*THE PROBLEM:* Reproduce the entries exactly, beginning with the line containing "let Some(Symbol::Func(symbol)) = self.info.object_of(&func.name)" and ending with their last line, both included.

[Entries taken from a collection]
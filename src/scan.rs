//! Per-package declaration scan.
//!
//! Every file of a package is scanned in parallel. A worker adds the file's
//! constants, type names, plain functions and declared signatures to the
//! package registries directly (registries take concurrent `add`) and hands
//! back what must be joined after the whole package is seen: methods, and
//! the docs keyed by position.
//!
//! Doc index entries:
//! - constant spec: the spec position and each name's position
//! - type spec: the spec position
//! - function: the declaration position
//! - struct field: the field position, or for an embedded field the position
//!   of the embedded type's name (through `*`, qualifiers and type arguments).
//!   Every struct type of the file counts, not only declared ones.

use std::sync::Arc;

use rayon::prelude::*;
use tracing::{dispatcher, trace};

use pkgreg_core::doc::Doc;
use pkgreg_core::node::{CommentGroup, Ident};
use pkgreg_core::object::{Constant, Function, Object, TypeName};
use pkgreg_core::position::Pos;
use pkgreg_core::registry::Registry;
use pkgreg_core::types::Symbol;

use crate::error::{GraphError, GraphResult};
use crate::frontend::syntax::{
    Decl, DeclToken, Expr, Field, FuncDecl, GenDecl, SourceFile, Spec, StructType, TypeSpec,
    ValueSpec,
};
use crate::frontend::TypesInfo;
use crate::signatures::{self, SignatureEntry};

/// Registries a scan fills.
pub(crate) struct Sink<'a> {
    pub constants: &'a Registry<Constant>,
    pub typenames: &'a Registry<TypeName>,
    pub functions: &'a Registry<Function>,
    pub signatures: &'a Registry<SignatureEntry>,
}

/// What a file scan leaves for the package-level passes.
#[derive(Debug, Default)]
pub(crate) struct FileScan {
    pub methods: Vec<Arc<Function>>,
    pub docs: Vec<(Pos, Arc<Doc>)>,
}

impl FileScan {
    fn merge(mut self, other: FileScan) -> FileScan {
        self.methods.extend(other.methods);
        self.docs.extend(other.docs);
        self
    }
}

/// Scan `files` in parallel.
///
/// Workers log to the caller's current subscriber.
pub(crate) fn scan_files(
    package: &str,
    files: &[SourceFile],
    info: &TypesInfo,
    sink: &Sink<'_>,
) -> GraphResult<FileScan> {
    let dispatch = dispatcher::get_default(|d| d.clone());
    files
        .par_iter()
        .map(|file| {
            dispatcher::with_default(&dispatch, || {
                FileScanner {
                    package,
                    info,
                    sink,
                    out: FileScan::default(),
                }
                .scan(file)
            })
        })
        .try_reduce(FileScan::default, |a, b| Ok(a.merge(b)))
}

struct FileScanner<'a> {
    package: &'a str,
    info: &'a TypesInfo,
    sink: &'a Sink<'a>,
    out: FileScan,
}

impl FileScanner<'_> {
    fn scan(mut self, file: &SourceFile) -> GraphResult<FileScan> {
        trace!(package = self.package, file = %file.name, decls = file.decls.len(), "scanning file");
        for decl in &file.decls {
            match decl {
                Decl::Gen(group) => match group.tok {
                    DeclToken::Const => self.constants(group)?,
                    DeclToken::Type => self.types(group)?,
                    DeclToken::Import | DeclToken::Var => {}
                },
                Decl::Func(func) => self.func(func)?,
            }
        }
        self.struct_fields(file);
        self.sink
            .signatures
            .add(signatures::declared(file, self.info));
        Ok(self.out)
    }

    fn record(&mut self, pos: Pos, doc: &Option<Arc<Doc>>) {
        if let Some(doc) = doc {
            self.out.docs.push((pos, Arc::clone(doc)));
        }
    }

    fn unresolved(&self, ident: &Ident, expected: &'static str) -> GraphError {
        GraphError::UnresolvedSymbol {
            package: self.package.to_string(),
            name: ident.name.clone(),
            expected,
        }
    }

    // ------------------------------------------------------------------------
    // Constants
    // ------------------------------------------------------------------------

    fn constants(&mut self, group: &GenDecl) -> GraphResult<()> {
        for spec in &group.specs {
            if let Spec::Value(spec) = spec {
                self.const_spec(group, spec)?;
            }
        }
        Ok(())
    }

    fn const_spec(&mut self, group: &GenDecl, spec: &ValueSpec) -> GraphResult<()> {
        let doc = parse_doc([&group.doc, &spec.doc, &spec.comment]);
        self.record(spec.span.start, &doc);

        let mut objects = Vec::with_capacity(spec.names.len());
        for ident in &spec.names {
            self.record(ident.pos(), &doc);
            if ident.name == "_" {
                objects.push(Arc::new(Constant::zero()));
                continue;
            }
            // every name shares the spec node: only the first is kept
            match self.info.object_of(ident) {
                Some(Symbol::Const(symbol)) => objects.push(Arc::new(Constant::new(
                    spec.span,
                    ident.clone(),
                    symbol.clone(),
                    doc.clone(),
                ))),
                _ => return Err(self.unresolved(ident, "const")),
            }
        }
        self.sink.constants.add(objects);
        Ok(())
    }

    // ------------------------------------------------------------------------
    // Types
    // ------------------------------------------------------------------------

    fn types(&mut self, group: &GenDecl) -> GraphResult<()> {
        for spec in &group.specs {
            if let Spec::Type(spec) = spec {
                self.type_spec(group, spec)?;
            }
        }
        Ok(())
    }

    fn type_spec(&mut self, group: &GenDecl, spec: &TypeSpec) -> GraphResult<()> {
        let doc = parse_doc([&group.doc, &spec.doc, &spec.comment]);
        self.record(spec.span.start, &doc);

        if spec.name.name == "_" {
            return Ok(());
        }
        let Some(Symbol::TypeName(symbol)) = self.info.object_of(&spec.name) else {
            return Err(self.unresolved(&spec.name, "type"));
        };
        let object = Object::new(spec.span, spec.name.clone(), symbol.clone(), doc);
        self.sink.typenames.add([Arc::new(TypeName::new(object))]);
        Ok(())
    }

    /// Record the field docs of every struct type in the file, wherever it
    /// appears: type specs, variables, signatures, bodies, and nested inside
    /// pointers or type arguments.
    fn struct_fields(&mut self, file: &SourceFile) {
        let mut structs: Vec<&StructType> = Vec::new();
        file.walk(&mut |expr| {
            if let Expr::Struct(st) = expr {
                structs.push(st);
            }
        });
        for st in structs {
            for field in &st.fields {
                let doc = parse_doc([&field.doc, &field.comment]);
                self.record(field_pos(field), &doc);
            }
        }
    }

    // ------------------------------------------------------------------------
    // Functions
    // ------------------------------------------------------------------------

    fn func(&mut self, func: &FuncDecl) -> GraphResult<()> {
        let doc = parse_doc([&func.doc]);
        self.record(func.span.start, &doc);

        if func.name.name == "_" {
            return Ok(());
        }
        let Some(Symbol::Func(symbol)) = self.info.object_of(&func.name) else {
            return Err(self.unresolved(&func.name, "func"));
        };
        let function = Arc::new(Function::new(
            func.span,
            func.name.clone(),
            symbol.clone(),
            doc,
        ));
        if func.recv.is_some() {
            self.out.methods.push(function);
        } else {
            self.sink.functions.add([function]);
        }
        Ok(())
    }
}

fn parse_doc<const N: usize>(groups: [&Option<CommentGroup>; N]) -> Option<Arc<Doc>> {
    Doc::parse(groups.into_iter().flatten()).map(Arc::new)
}

/// Doc index position of a struct field.
fn field_pos(field: &Field) -> Pos {
    if !field.is_embedded() {
        return field.span.start;
    }
    embedded_name(&field.ty)
        .map(Ident::pos)
        .unwrap_or(field.span.start)
}

/// Name of an embedded type: `T`, `*T`, `pkg.T`, `T[A]`.
fn embedded_name(ty: &Expr) -> Option<&Ident> {
    match ty {
        Expr::Ident(ident) => Some(ident),
        Expr::Star { x, .. } | Expr::Index { x, .. } => embedded_name(x),
        Expr::Selector { sel, .. } => Some(sel),
        _ => None,
    }
}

*WRITTEN ANSWER:*
        let Some(Symbol::Func(symbol)) = self.info.object_of(&func.name) else {
            return Err(self.unresolved(&func.name, "func"));
        };
        let function = Arc::new(Function::new(
            func.span,
            func.name.clone(),
            symbol.clone(),
            doc,
        ));
        if func.recv.is_some() {
            self.out.methods.push(function);
        } else {
            self.sink.functions.add([function]);
        }
        Ok(())
    }
}

fn parse_doc<const N: usize>(groups: [&Option<CommentGroup>; N]) -> Option<Arc<Doc>> {
    Doc::parse(groups.into_iter().flatten()).map(Arc::new)
}

/// Doc index position of a struct field.
fn field_pos(field: &Field) -> Pos {
    if !field.is_embedded() {
        return field.span.start;
    }
    embedded_name(&field.ty)
        .map(Ident::pos)
        .unwrap_or(field.span.start)
}

/// Name of an embedded type: `T`, `*T`, `pkg.T`, `T[A]`.
fn embedded_name(ty: &Expr) -> Option<&Ident> {
    match ty {
        Expr::Ident(ident) => Some(ident),
        Expr::Star { x, .. } | Expr::Index { x, .. } => embedded_name(x),
        Expr::Selector { sel, .. } => Some(sel),
        _ => None,
    }
}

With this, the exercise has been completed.